§ Instructions for the task: Report how many lines in the records below contain the word "contains". Give only the number.

§ Material for the task:
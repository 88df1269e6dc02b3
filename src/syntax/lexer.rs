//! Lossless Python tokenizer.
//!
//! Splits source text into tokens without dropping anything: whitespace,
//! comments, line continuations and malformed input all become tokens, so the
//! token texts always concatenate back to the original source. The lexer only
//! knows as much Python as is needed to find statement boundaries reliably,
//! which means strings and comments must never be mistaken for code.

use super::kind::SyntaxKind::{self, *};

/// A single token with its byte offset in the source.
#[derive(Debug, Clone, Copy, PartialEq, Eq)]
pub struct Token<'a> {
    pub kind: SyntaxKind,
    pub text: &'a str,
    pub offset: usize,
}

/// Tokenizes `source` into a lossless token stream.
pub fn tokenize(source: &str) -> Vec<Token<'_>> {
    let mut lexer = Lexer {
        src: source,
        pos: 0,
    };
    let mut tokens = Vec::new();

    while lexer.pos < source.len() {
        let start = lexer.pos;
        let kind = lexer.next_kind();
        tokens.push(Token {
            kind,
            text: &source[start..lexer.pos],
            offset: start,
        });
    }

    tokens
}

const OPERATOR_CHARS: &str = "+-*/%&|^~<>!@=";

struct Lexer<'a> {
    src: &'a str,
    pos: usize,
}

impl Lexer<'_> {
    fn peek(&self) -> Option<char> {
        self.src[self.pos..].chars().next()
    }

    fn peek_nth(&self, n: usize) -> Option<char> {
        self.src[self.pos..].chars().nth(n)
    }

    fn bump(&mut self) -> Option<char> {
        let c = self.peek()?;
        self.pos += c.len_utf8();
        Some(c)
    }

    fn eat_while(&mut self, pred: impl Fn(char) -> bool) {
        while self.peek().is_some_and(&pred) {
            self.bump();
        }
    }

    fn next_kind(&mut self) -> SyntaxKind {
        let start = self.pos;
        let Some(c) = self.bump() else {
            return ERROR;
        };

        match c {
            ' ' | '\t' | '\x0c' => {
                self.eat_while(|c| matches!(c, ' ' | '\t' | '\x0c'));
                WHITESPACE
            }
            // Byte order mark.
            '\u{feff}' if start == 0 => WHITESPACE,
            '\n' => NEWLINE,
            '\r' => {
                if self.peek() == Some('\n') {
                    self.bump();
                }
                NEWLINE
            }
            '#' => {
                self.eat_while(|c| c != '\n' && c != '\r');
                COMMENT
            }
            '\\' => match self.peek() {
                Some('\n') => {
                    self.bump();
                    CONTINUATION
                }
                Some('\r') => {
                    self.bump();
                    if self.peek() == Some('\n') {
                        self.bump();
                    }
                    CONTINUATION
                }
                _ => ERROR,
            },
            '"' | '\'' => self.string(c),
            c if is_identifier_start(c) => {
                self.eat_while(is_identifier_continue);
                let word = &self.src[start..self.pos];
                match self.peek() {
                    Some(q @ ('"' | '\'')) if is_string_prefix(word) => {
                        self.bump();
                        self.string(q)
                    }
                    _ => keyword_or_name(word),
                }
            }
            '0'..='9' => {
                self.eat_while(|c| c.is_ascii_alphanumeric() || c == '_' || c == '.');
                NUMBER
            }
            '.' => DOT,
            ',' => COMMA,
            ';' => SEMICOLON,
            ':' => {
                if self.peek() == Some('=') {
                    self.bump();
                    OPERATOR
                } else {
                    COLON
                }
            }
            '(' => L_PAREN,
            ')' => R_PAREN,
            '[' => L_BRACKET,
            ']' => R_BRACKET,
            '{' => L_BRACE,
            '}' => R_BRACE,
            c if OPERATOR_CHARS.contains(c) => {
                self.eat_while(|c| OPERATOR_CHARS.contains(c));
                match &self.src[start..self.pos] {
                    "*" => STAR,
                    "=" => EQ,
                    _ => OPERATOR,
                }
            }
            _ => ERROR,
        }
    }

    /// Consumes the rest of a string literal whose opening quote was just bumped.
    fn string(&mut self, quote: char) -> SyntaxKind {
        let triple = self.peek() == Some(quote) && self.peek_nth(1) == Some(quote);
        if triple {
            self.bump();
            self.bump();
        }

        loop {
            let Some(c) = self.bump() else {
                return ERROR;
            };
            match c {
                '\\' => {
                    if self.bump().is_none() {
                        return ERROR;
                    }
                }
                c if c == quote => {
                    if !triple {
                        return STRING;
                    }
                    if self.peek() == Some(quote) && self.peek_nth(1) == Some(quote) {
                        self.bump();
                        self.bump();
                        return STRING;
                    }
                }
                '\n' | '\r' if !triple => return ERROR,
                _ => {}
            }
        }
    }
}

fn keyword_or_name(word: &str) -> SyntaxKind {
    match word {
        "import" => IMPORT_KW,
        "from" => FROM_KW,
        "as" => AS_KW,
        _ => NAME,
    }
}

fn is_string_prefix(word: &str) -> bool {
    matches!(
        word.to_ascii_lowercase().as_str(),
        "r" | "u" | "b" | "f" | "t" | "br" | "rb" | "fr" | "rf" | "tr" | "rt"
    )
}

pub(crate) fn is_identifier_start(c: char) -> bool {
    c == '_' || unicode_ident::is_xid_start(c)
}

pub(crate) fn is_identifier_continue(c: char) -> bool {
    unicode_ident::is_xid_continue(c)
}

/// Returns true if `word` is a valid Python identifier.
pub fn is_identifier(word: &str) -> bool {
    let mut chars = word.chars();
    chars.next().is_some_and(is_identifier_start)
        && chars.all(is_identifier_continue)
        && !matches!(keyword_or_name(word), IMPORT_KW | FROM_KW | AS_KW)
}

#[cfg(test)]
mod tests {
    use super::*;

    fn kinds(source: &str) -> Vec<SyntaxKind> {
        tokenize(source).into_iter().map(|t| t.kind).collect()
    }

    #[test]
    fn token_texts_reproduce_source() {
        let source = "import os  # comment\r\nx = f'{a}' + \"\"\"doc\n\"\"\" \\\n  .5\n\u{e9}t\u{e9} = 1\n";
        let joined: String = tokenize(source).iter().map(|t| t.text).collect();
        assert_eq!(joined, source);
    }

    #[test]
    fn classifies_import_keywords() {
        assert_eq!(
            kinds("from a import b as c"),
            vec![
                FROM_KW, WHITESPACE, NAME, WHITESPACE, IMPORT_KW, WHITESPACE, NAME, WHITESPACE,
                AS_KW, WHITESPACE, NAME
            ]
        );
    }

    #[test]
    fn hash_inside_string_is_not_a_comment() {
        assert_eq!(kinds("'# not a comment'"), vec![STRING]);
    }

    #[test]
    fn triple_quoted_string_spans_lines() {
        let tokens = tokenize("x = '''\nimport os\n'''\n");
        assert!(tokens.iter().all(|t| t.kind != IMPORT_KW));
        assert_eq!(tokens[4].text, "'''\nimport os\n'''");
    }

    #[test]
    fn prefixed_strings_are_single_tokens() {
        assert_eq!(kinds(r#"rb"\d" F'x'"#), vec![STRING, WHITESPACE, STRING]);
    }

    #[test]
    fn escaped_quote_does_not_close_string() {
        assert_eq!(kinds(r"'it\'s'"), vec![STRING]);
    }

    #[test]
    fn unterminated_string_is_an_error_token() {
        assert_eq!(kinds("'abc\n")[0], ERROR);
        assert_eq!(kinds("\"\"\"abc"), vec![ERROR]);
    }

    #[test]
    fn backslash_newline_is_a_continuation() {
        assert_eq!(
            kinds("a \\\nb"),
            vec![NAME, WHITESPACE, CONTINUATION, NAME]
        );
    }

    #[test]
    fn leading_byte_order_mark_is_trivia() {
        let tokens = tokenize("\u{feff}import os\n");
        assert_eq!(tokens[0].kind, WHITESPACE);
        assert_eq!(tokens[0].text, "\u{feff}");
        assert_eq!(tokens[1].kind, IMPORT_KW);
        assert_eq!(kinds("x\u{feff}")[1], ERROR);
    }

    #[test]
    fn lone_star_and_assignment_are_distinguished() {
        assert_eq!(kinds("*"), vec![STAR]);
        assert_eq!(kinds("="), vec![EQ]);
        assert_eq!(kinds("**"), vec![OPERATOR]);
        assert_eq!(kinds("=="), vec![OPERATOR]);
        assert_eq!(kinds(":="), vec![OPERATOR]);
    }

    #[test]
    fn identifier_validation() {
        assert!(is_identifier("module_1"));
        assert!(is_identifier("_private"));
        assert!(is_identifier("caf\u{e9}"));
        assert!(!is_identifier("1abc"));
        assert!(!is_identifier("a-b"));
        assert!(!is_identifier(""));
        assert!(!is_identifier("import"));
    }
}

§ Result of this exercise: 2